Here is a script adapted from FangornUK's nice scripts (OK, shamelessly copied.) It is for HTML's that are already split up and need no additional processing.

In order to use it, you must create a file list (dir > filelist.txt, then edit text file to clean it up into a clean list.)

The script reads the file list and calls HTML2LRF.exe with the list of files. It's easier than manually typing in a super-long list of files on the command line (30, 40, 50 chapters...)

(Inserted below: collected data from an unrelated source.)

//! Configuration type definitions

use std::path::PathBuf;

use serde::{Deserialize, Serialize};

use crate::aggregate::EmptyCriteriaPolicy;
use crate::score::REPORT_PRECISION;

/// Largest accepted reporting precision
pub const MAX_PRECISION: u32 = 6;

/// A complete rollup run
#[derive(Debug, Clone, Serialize, Deserialize)]
pub struct RunConfig {
    /// Run-wide options
    #[serde(default)]
    pub options: RunOptions,

    /// Course offerings to process, in order
    #[serde(default)]
    pub courses: Vec<CourseConfig>,

    /// Shared program and institution mappings
    #[serde(default)]
    pub mappings: MappingConfig,

    /// Where results are written
    #[serde(default)]
    pub output: OutputConfig,
}

/// Options shared by every section of a run
#[derive(Debug, Clone, Serialize, Deserialize)]
pub struct RunOptions {
    /// Grade column holding the student identifier
    #[serde(default = "default_student_id_column")]
    pub student_id_column: String,

    /// Decimals in reported scores (default 2)
    #[serde(default = "default_precision")]
    pub precision: u32,

    /// Scoring of outcomes with no contributing grade
    #[serde(default)]
    pub empty_criteria: EmptyCriteriaPolicy,

    /// Label of the class-average row in written tables
    #[serde(default = "default_class_average_label")]
    pub class_average_label: String,
}

impl Default for RunOptions {
    fn default() -> Self {
        Self {
            student_id_column: default_student_id_column(),
            precision: default_precision(),
            empty_criteria: EmptyCriteriaPolicy::default(),
            class_average_label: default_class_average_label(),
        }
    }
}

/// One course offering
#[derive(Debug, Clone, Serialize, Deserialize)]
pub struct CourseConfig {
    pub name: String,
    pub semester: String,

    /// Course outcome definitions (first column: outcome id)
    pub outcomes_file: PathBuf,

    /// Outcome -> assignment criteria; defaults to `outcomes_file`
    #[serde(default, skip_serializing_if = "Option::is_none")]
    pub criteria_file: Option<PathBuf>,

    #[serde(default)]
    pub sections: Vec<SectionConfig>,
}

impl CourseConfig {
    pub fn criteria_path(&self) -> &PathBuf {
        self.criteria_file.as_ref().unwrap_or(&self.outcomes_file)
    }
}

/// One section of a course offering
#[derive(Debug, Clone, Serialize, Deserialize)]
pub struct SectionConfig {
    pub section: String,

    /// Section-specific assignment aliases (optional)
    #[serde(default, skip_serializing_if = "Option::is_none")]
    pub assignments_file: Option<PathBuf>,

    pub grades_file: PathBuf,
}

/// Shared mapping files; a missing level ends the cascade before it
#[derive(Debug, Clone, Default, Serialize, Deserialize)]
pub struct MappingConfig {
    #[serde(default, skip_serializing_if = "Option::is_none")]
    pub program_outcomes_file: Option<PathBuf>,

    #[serde(default, skip_serializing_if = "Option::is_none")]
    pub co_to_po_file: Option<PathBuf>,

    #[serde(default, skip_serializing_if = "Option::is_none")]
    pub institution_outcomes_file: Option<PathBuf>,

    #[serde(default, skip_serializing_if = "Option::is_none")]
    pub po_to_io_file: Option<PathBuf>,
}

impl MappingConfig {
    /// Program outcome definitions and CO -> PO weights, when both are set
    pub fn program(&self) -> Option<(&PathBuf, &PathBuf)> {
        self.program_outcomes_file.as_ref().zip(self.co_to_po_file.as_ref())
    }

    /// Institution outcome definitions and PO -> IO weights, when both are set
    pub fn institution(&self) -> Option<(&PathBuf, &PathBuf)> {
        self.institution_outcomes_file
            .as_ref()
            .zip(self.po_to_io_file.as_ref())
    }
}

/// Result destinations
#[derive(Debug, Clone, Serialize, Deserialize)]
pub struct OutputConfig {
    /// Directory for CSV score tables
    #[serde(default = "default_output_directory")]
    pub directory: PathBuf,

    /// SQLite database recording every run (optional)
    #[serde(default, skip_serializing_if = "Option::is_none")]
    pub database: Option<PathBuf>,
}

impl Default for OutputConfig {
    fn default() -> Self {
        Self {
            directory: default_output_directory(),
            database: None,
        }
    }
}

fn default_student_id_column() -> String {
    "SIS User ID".to_string()
}

fn default_precision() -> u32 {
    REPORT_PRECISION
}

fn default_class_average_label() -> String {
    "Class Average".to_string()
}

fn default_output_directory() -> PathBuf {
    PathBuf::from("results")
}
//! `attain check` command - validate a run configuration
//!
//! Loads the configuration exactly as `attain run` would and reports every
//! input file that does not exist.

use std::path::Path;

use attain_core::config::RunConfig;
use attain_core::error::{AttainError, Result};
use attain_core::format::OutputFormat;

use crate::cli::Cli;

/// Execute the check command
pub fn execute(cli: &Cli, config_path: &Path) -> Result<()> {
    let config = RunConfig::load(config_path)?;
    let files = config.input_files();
    let missing: Vec<_> = files.iter().filter(|f| !f.path.exists()).collect();

    match cli.format {
        OutputFormat::Json => {
            let entries: Vec<_> = files
                .iter()
                .map(|f| {
                    serde_json::json!({
                        "role": f.role,
                        "path": f.path.display().to_string(),
                        "exists": f.path.exists(),
                    })
                })
                .collect();
            let output = serde_json::json!({
                "status": if missing.is_empty() { "ok" } else { "missing_inputs" },
                "courses": config.courses.len(),
                "sections": config.section_count(),
                "files": entries,
            });
            println!("{}", serde_json::to_string_pretty(&output)?);
        }
        OutputFormat::Human => {
            if !cli.quiet {
                println!(
                    "{} courses, {} sections, {} input files",
                    config.courses.len(),
                    config.section_count(),
                    files.len()
                );
                for f in &missing {
                    println!("  missing {}: {}", f.role, f.path.display());
                }
                if cli.verbose {
                    for f in files.iter().filter(|f| f.path.exists()) {
                        println!("  ok {}: {}", f.role, f.path.display());
                    }
                }
            }
        }
    }

    if let Some(first) = missing.first() {
        return Err(AttainError::missing_input(
            format!("{} input file(s), first {}", missing.len(), first.role),
            config_path.display(),
        ));
    }
    Ok(())
}
//! CLI argument parsing for attain
//!
//! Global flags: --format, --quiet, --verbose, --log-level, --log-json

use std::path::PathBuf;

use clap::{Parser, Subcommand};

use attain_core::format::OutputFormat;
use attain_core::outcome::Level;

/// Attain - outcome attainment rollup for accreditation reporting
#[derive(Parser, Debug)]
#[command(name = "attain")]
#[command(author, version, about, long_about = None)]
#[command(propagate_version = true)]
pub struct Cli {
    /// Output format (human or json)
    #[arg(long, global = true, default_value = "human")]
    pub format: OutputFormat,

    /// Suppress non-essential output
    #[arg(long, short, global = true)]
    pub quiet: bool,

    /// Show per-section details and debug logging
    #[arg(long, short, global = true)]
    pub verbose: bool,

    /// Log filter, e.g. `debug` or `attain_core=trace`
    #[arg(long, global = true, env = "ATTAIN_LOG_LEVEL")]
    pub log_level: Option<String>,

    /// Emit logs as JSON lines on stderr
    #[arg(long, global = true)]
    pub log_json: bool,

    #[command(subcommand)]
    pub command: Commands,
}

#[derive(Subcommand, Debug)]
pub enum Commands {
    /// Score every configured section and roll results up to PO and IO
    Run {
        /// Run configuration (TOML or JSON)
        #[arg(long, short)]
        config: PathBuf,

        /// Compute and report without writing tables or the database
        #[arg(long)]
        no_persist: bool,
    },

    /// Validate a configuration and report missing input files
    Check {
        /// Run configuration (TOML or JSON)
        #[arg(long, short)]
        config: PathBuf,
    },

    /// Convert percentage scores to Likert levels
    Likert {
        /// Scores on a 0-100 scale
        #[arg(required = true, allow_negative_numbers = true)]
        scores: Vec<f64>,
    },

    /// Show one student's scores across every written section
    Profile {
        /// Directory holding the written score tables
        #[arg(long, short, required_unless_present = "database")]
        results: Option<PathBuf>,

        /// Read recorded scores from a run database instead
        #[arg(long, conflicts_with = "results")]
        database: Option<PathBuf>,

        /// Outcome level to collect
        #[arg(long, default_value = "course")]
        level: Level,

        /// Student identifier
        student_id: String,
    },
}
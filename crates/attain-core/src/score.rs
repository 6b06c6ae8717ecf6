//! Score tables: per-student outcome scores plus a class-average row
//!
//! A table is built once and never mutated; each level of the hierarchy is
//! a fresh table computed from the level below.

use std::collections::BTreeMap;

use serde::Serialize;

use crate::outcome::{Level, OutcomeId, OutcomeSet};
use crate::table::StudentId;

/// One subject's scores keyed by outcome; absent keys are undefined
pub type ScoreRow = BTreeMap<OutcomeId, f64>;

/// Default number of decimals in reported tables
pub const REPORT_PRECISION: u32 = 2;

/// Per-student and class-average scores at one outcome level
#[derive(Debug, Clone, PartialEq, Serialize)]
pub struct ScoreTable {
    level: Level,
    outcomes: Vec<OutcomeId>,
    students: BTreeMap<StudentId, ScoreRow>,
    class_average: ScoreRow,
}

impl ScoreTable {
    /// Assemble a table whose class-average row was computed independently
    pub fn new(
        outcomes: &OutcomeSet,
        students: BTreeMap<StudentId, ScoreRow>,
        class_average: ScoreRow,
    ) -> Self {
        Self {
            level: outcomes.level(),
            outcomes: outcomes.ids().to_vec(),
            students,
            class_average,
        }
    }

    /// Assemble a table whose class-average row is the mean of the student rows
    pub fn with_class_mean(outcomes: &OutcomeSet, students: BTreeMap<StudentId, ScoreRow>) -> Self {
        let class_average = class_mean(outcomes.ids(), &students);
        Self::new(outcomes, students, class_average)
    }

    pub fn level(&self) -> Level {
        self.level
    }

    /// Declared outcomes in report order
    pub fn outcomes(&self) -> &[OutcomeId] {
        &self.outcomes
    }

    pub fn students(&self) -> &BTreeMap<StudentId, ScoreRow> {
        &self.students
    }

    pub fn student(&self, id: &str) -> Option<&ScoreRow> {
        self.students.get(id)
    }

    pub fn score(&self, student: &str, outcome: &str) -> Option<f64> {
        self.students.get(student)?.get(outcome).copied()
    }

    pub fn class_average(&self) -> &ScoreRow {
        &self.class_average
    }

    pub fn class_score(&self, outcome: &str) -> Option<f64> {
        self.class_average.get(outcome).copied()
    }

    pub fn student_count(&self) -> usize {
        self.students.len()
    }

    /// Reporting view with every value rounded to `precision` decimals
    pub fn rounded(&self, precision: u32) -> ScoreTable {
        let round_row = |row: &ScoreRow| -> ScoreRow {
            row.iter()
                .map(|(k, v)| (k.clone(), round_to(*v, precision)))
                .collect()
        };
        ScoreTable {
            level: self.level,
            outcomes: self.outcomes.clone(),
            students: self
                .students
                .iter()
                .map(|(id, row)| (id.clone(), round_row(row)))
                .collect(),
            class_average: round_row(&self.class_average),
        }
    }
}

/// Per-outcome arithmetic mean over the students that have a value.
///
/// Outcomes no student has a value for are left out.
pub fn class_mean(outcomes: &[OutcomeId], students: &BTreeMap<StudentId, ScoreRow>) -> ScoreRow {
    outcomes
        .iter()
        .filter_map(|outcome| {
            let (sum, n) = students
                .values()
                .filter_map(|row| row.get(outcome))
                .fold((0.0, 0usize), |(sum, n), v| (sum + v, n + 1));
            (n > 0).then(|| (outcome.clone(), sum / n as f64))
        })
        .collect()
}

/// Round half away from zero to `precision` decimals
pub fn round_to(value: f64, precision: u32) -> f64 {
    let factor = 10f64.powi(precision as i32);
    (value * factor).round() / factor
}

#[cfg(test)]
mod tests {
    use super::*;

    fn row(pairs: &[(&str, f64)]) -> ScoreRow {
        pairs.iter().map(|(k, v)| (k.to_string(), *v)).collect()
    }

    #[test]
    fn test_class_mean_skips_undefined() {
        let outcomes = OutcomeSet::new(Level::Course, ["CO-1", "CO-2", "CO-3"]);
        let mut students = BTreeMap::new();
        students.insert("1".to_string(), row(&[("CO-1", 5.0), ("CO-2", 2.0)]));
        students.insert("2".to_string(), row(&[("CO-1", 3.0)]));
        let table = ScoreTable::with_class_mean(&outcomes, students);

        assert_eq!(table.class_score("CO-1"), Some(4.0));
        assert_eq!(table.class_score("CO-2"), Some(2.0));
        assert_eq!(table.class_score("CO-3"), None);
        assert_eq!(table.student_count(), 2);
    }

    #[test]
    fn test_rounded_view() {
        let outcomes = OutcomeSet::new(Level::Program, ["PO-1"]);
        let mut students = BTreeMap::new();
        students.insert("1".to_string(), row(&[("PO-1", 10.0 / 3.0)]));
        let table = ScoreTable::with_class_mean(&outcomes, students).rounded(2);
        assert_eq!(table.score("1", "PO-1"), Some(3.33));
        assert_eq!(table.class_score("PO-1"), Some(3.33));
        assert_eq!(table.level(), Level::Program);
    }

    #[test]
    fn test_round_to() {
        assert_eq!(round_to(3.456, 2), 3.46);
        assert_eq!(round_to(2.5, 0), 3.0);
        assert_eq!(round_to(4.0, 2), 4.0);
    }
}
// SPDX-License-Identifier: PMPL-1.0-or-later
// Copyright (c) 2026 Jonathan D.A. Jewell (hyperpolymath) <j.d.a.jewell@open.ac.uk>

//! # Haystack Client
//!
//! A Rust client for building-automation controllers that speak the Project
//! Haystack HTTP API, either directly or through a relay gateway.
//!
//! ## Quick Start
//!
//! ```rust,no_run
//! use haystack_client::{ConnectionConfig, HaystackClient};
//!
//! #[tokio::main]
//! async fn main() -> haystack_client::Result<()> {
//!     let client = HaystackClient::new(ConnectionConfig::from_env())?;
//!     let points = client.read_points("point and temp and sensor", Some(50)).await?;
//!     println!("{} temperature sensors", points.count);
//!     Ok(())
//! }
//! ```
//!
//! ## Deployment modes
//!
//! - **local**: requests go straight to the controller with basic auth.
//! - **relay**: every request is wrapped as `{operation, params}` and posted
//!   to a gateway with a bearer token.
//! - **hybrid**: local until the first connection failure, then relay for
//!   the rest of the process.
//!
//! ## Modules
//!
//! - [`client`] - The client, transport caching and response decoding.
//! - [`config`] - Connection configuration and environment loading.
//! - [`dispatch`] - Per-operation request shapes and the 405 POST fallback.
//! - [`transport`] - Endpoint resolution and authentication per mode.
//! - [`failover`] - The hybrid-to-relay transition.
//! - [`relay`] - Relay gateway envelopes.
//! - [`types`] - Summaries returned by the typed tool methods.
//! - [`error`] - Error types and the crate-level `Result` alias.

pub mod client;
pub mod config;
pub mod dispatch;
pub mod error;
pub mod failover;
pub mod mode;
pub mod relay;
pub mod transport;
pub mod types;

mod alarms;
mod equipment;
mod history;
mod nav;
mod points;
mod presets;
mod project;
mod system;
mod watch;

pub use client::HaystackClient;
pub use config::{ConnectionConfig, DeploymentMode};
pub use dispatch::Params;
pub use error::{HaystackError, Result};
pub use points::{DEFAULT_WRITE_LEVEL, WRITE_LEVELS};
pub use presets::FilterPresets;

pub use haystack_grid::{Grid, Row, Scalar};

Each HTML file is listed in a working TOC as well (HTML2LRF does this automagically.) You can also specify multiple tags for Chapter titles (for example, I had a book that used H3 for a tag along the lines of "Chapter 1" and then an H4 tag with the actual name of the chapter -- something like "Fastidious Incompetence." ) Anyway, hope it helps -- feel free to modify.

A few of notes:
* Needs to be run in the directory of HTML2LRF.EXE
* You can either specify a base directory with -d option -or- specify complete path-names for the files in the filelist.txt file. HTML2LRF needs to get complete path names or it doesn't work.
* If no chapter tags are specified, then the <title> <\title> tag will be used by HTML2LRF for the TOC entry (which is fine sometimes) otherwise, the script will replace <title> <\title> with the contents of the specified tags ... unless it can't find them, in which case it will leave the title unchanged.

To Do:
* Allow chapter headings by regular expression instead of HTML tags (i.e. "<p>Chapter something<\p>" or ALL CAPS)
* Pull in text files, split on regexp, remove arbitrary line-breaks, and convert to rudimentary HTML before combining into a BBeB (just to get that nice text-flow and TOC)

-G